Diolch Climate Camp Cymru!

#7 Miles Gladson on November 30th, 2009 at 10:28 pm

I REALLY can’t understand why you objected to the power station on the grounds of “we need this land for food” What an awful argument. I’m sorry, but my support for you has just ended. Its the kind of argument a precocious 12 year old would make, yet be deafening silent in outlining alternatives.

#8 Mike on December 1st, 2009 at 7:58 am

I was there yesterday and I have to say you lot were a complete joke. The guys who went up the stack got up to the monitoring platform (about 18Ft) and realised how cold it was and came down when their banner got ripped to shreds with the wind.
The guy who then out ran the copper to the roof of the building, was sounding a bit worried when I told him of the steam vents in the vicinity. When I told him to stop being stupid and have a look how high up he was, he looked over the railings and immediately decided that he was getting back down !
Never mind as soon as you all got back home I’m sure you put the heating on and had a nice cup of tea (with the flick of a switch). Then settled down and had a game of Eco Warrior II on your XBox.
Thanks for the effort.

#9 gareth on December 1st, 2009 at 9:29 am

Well done people.

It saddens me to see such an incredible rush to build these absurd plants when the truly renewable resources (sun, solar, wind, tidal, geothermal…….) are continually ignored.

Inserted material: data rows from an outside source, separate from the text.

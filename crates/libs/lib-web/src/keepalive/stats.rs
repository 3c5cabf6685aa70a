//! Lock-free counters for the keep-alive loop.

use lib_core::dto::KeepAliveReport;
use lib_utils::unix_now;
use std::sync::atomic::{AtomicBool, AtomicU64, Ordering};

#[derive(Debug, Default)]
pub struct KeepAliveStats {
    enabled: AtomicBool,
    attempts: AtomicU64,
    successes: AtomicU64,
    failures: AtomicU64,
    consecutive_failures: AtomicU64,
    /// 0 until the first success
    last_success_at: AtomicU64,
}

impl KeepAliveStats {
    pub fn new() -> Self {
        Self::default()
    }

    pub fn set_enabled(&self, enabled: bool) {
        self.enabled.store(enabled, Ordering::Relaxed);
    }

    pub fn record_success(&self) {
        self.attempts.fetch_add(1, Ordering::Relaxed);
        self.successes.fetch_add(1, Ordering::Relaxed);
        self.consecutive_failures.store(0, Ordering::Relaxed);
        self.last_success_at.store(unix_now().max(1), Ordering::Relaxed);
    }

    /// Record a failed ping and return the length of the current failure streak.
    pub fn record_failure(&self) -> u64 {
        self.attempts.fetch_add(1, Ordering::Relaxed);
        self.failures.fetch_add(1, Ordering::Relaxed);
        self.consecutive_failures.fetch_add(1, Ordering::Relaxed) + 1
    }

    pub fn consecutive_failures(&self) -> u64 {
        self.consecutive_failures.load(Ordering::Relaxed)
    }

    pub fn report(&self) -> KeepAliveReport {
        let last = self.last_success_at.load(Ordering::Relaxed);
        KeepAliveReport {
            enabled: self.enabled.load(Ordering::Relaxed),
            attempts: self.attempts.load(Ordering::Relaxed),
            successes: self.successes.load(Ordering::Relaxed),
            failures: self.failures.load(Ordering::Relaxed),
            consecutive_failures: self.consecutive_failures(),
            last_success_at: (last != 0).then_some(last),
        }
    }
}

#[cfg(test)]
mod tests {
    use super::*;

    #[test]
    fn success_resets_streak() {
        let stats = KeepAliveStats::new();
        assert_eq!(stats.record_failure(), 1);
        assert_eq!(stats.record_failure(), 2);
        stats.record_success();

        let report = stats.report();
        assert_eq!(report.attempts, 3);
        assert_eq!(report.failures, 2);
        assert_eq!(report.successes, 1);
        assert_eq!(report.consecutive_failures, 0);
        assert!(report.last_success_at.is_some());
    }
}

As much as there is no real doubt that climate change is happening and will devastate our world these renewable energies will give us something that the other power stations will not – self sufficiency.

#10 yoann on December 1st, 2009 at 6:41 pm

http://undercurrentsvideo.blogspot.com/2009/11/protest-against-biomass-plant-in-wales.html

#11 Jack R. on December 3rd, 2009 at 8:17 pm

I happened across this “biomass” power station and couldn’t believe my eyes when I saw the piles of logs (not waste wood) being shifted around the site by forklift. Who could deny that this it’s a dumb, stupid idea to burn forests to make electricity, especially when much of that electricity is wasted in useless pursuits (think prime-time television and computer games). Will the wood really come from America? The guy who was passing, on his way to work at BOC, said he thinks most of it comes from Poland (true or not, I don’t know). How much does it cost in money and fuel to transport thousands of tons of logs across countries and oceans, just to burn them? Honestly, something is very badly wrong here. I don’t believe for a moment that the wood is “sustainable” – if there’s money to be made out of it, they’ll keep chopping until the last tree is burned.

#12 Adam S. Margetts Esq. on December 4th, 2009 at 10:41 am

Firstly, congratulations on another Direct Action.

Reduce your Consumption and Reduce your Impact!
Large Scale Production of Energy is unsustainable. Much more funding is needed for current low-impact practical solutions NOT research and development!

Micro-energy systems produce less waste and offer a more low-impact solution for individuals and communities.
Get off the Grid. Make your own energy. From Biodiesel to Solar and Wind – and lets not forget the least used of all in Wales – HYDRO. Afterall, it does rain a bit!!

Food Wastes from Anaerobic Digestors, Biofuel from Waste Oils and Electricity from the Elements.

These are all local steps I know, but together they make one global step towards achieving emissions reductions in this age of Peak Oil.

google~skype~twitter: thearcproject

#13 Mike on December 15th, 2009 at 2:27 pm

I notice you didn’t publish my comment. Obviously no free speech on here, have you something to hide ?

#14 Jocelyn Hulme on May 18th, 2010 at 5:10 am

We can meet all our energy needs from solar, wind and wave sources if Governments the world over would invest substantially in these sources NOW Leave the trees alone and plant more because they are the lifeblood of the planet.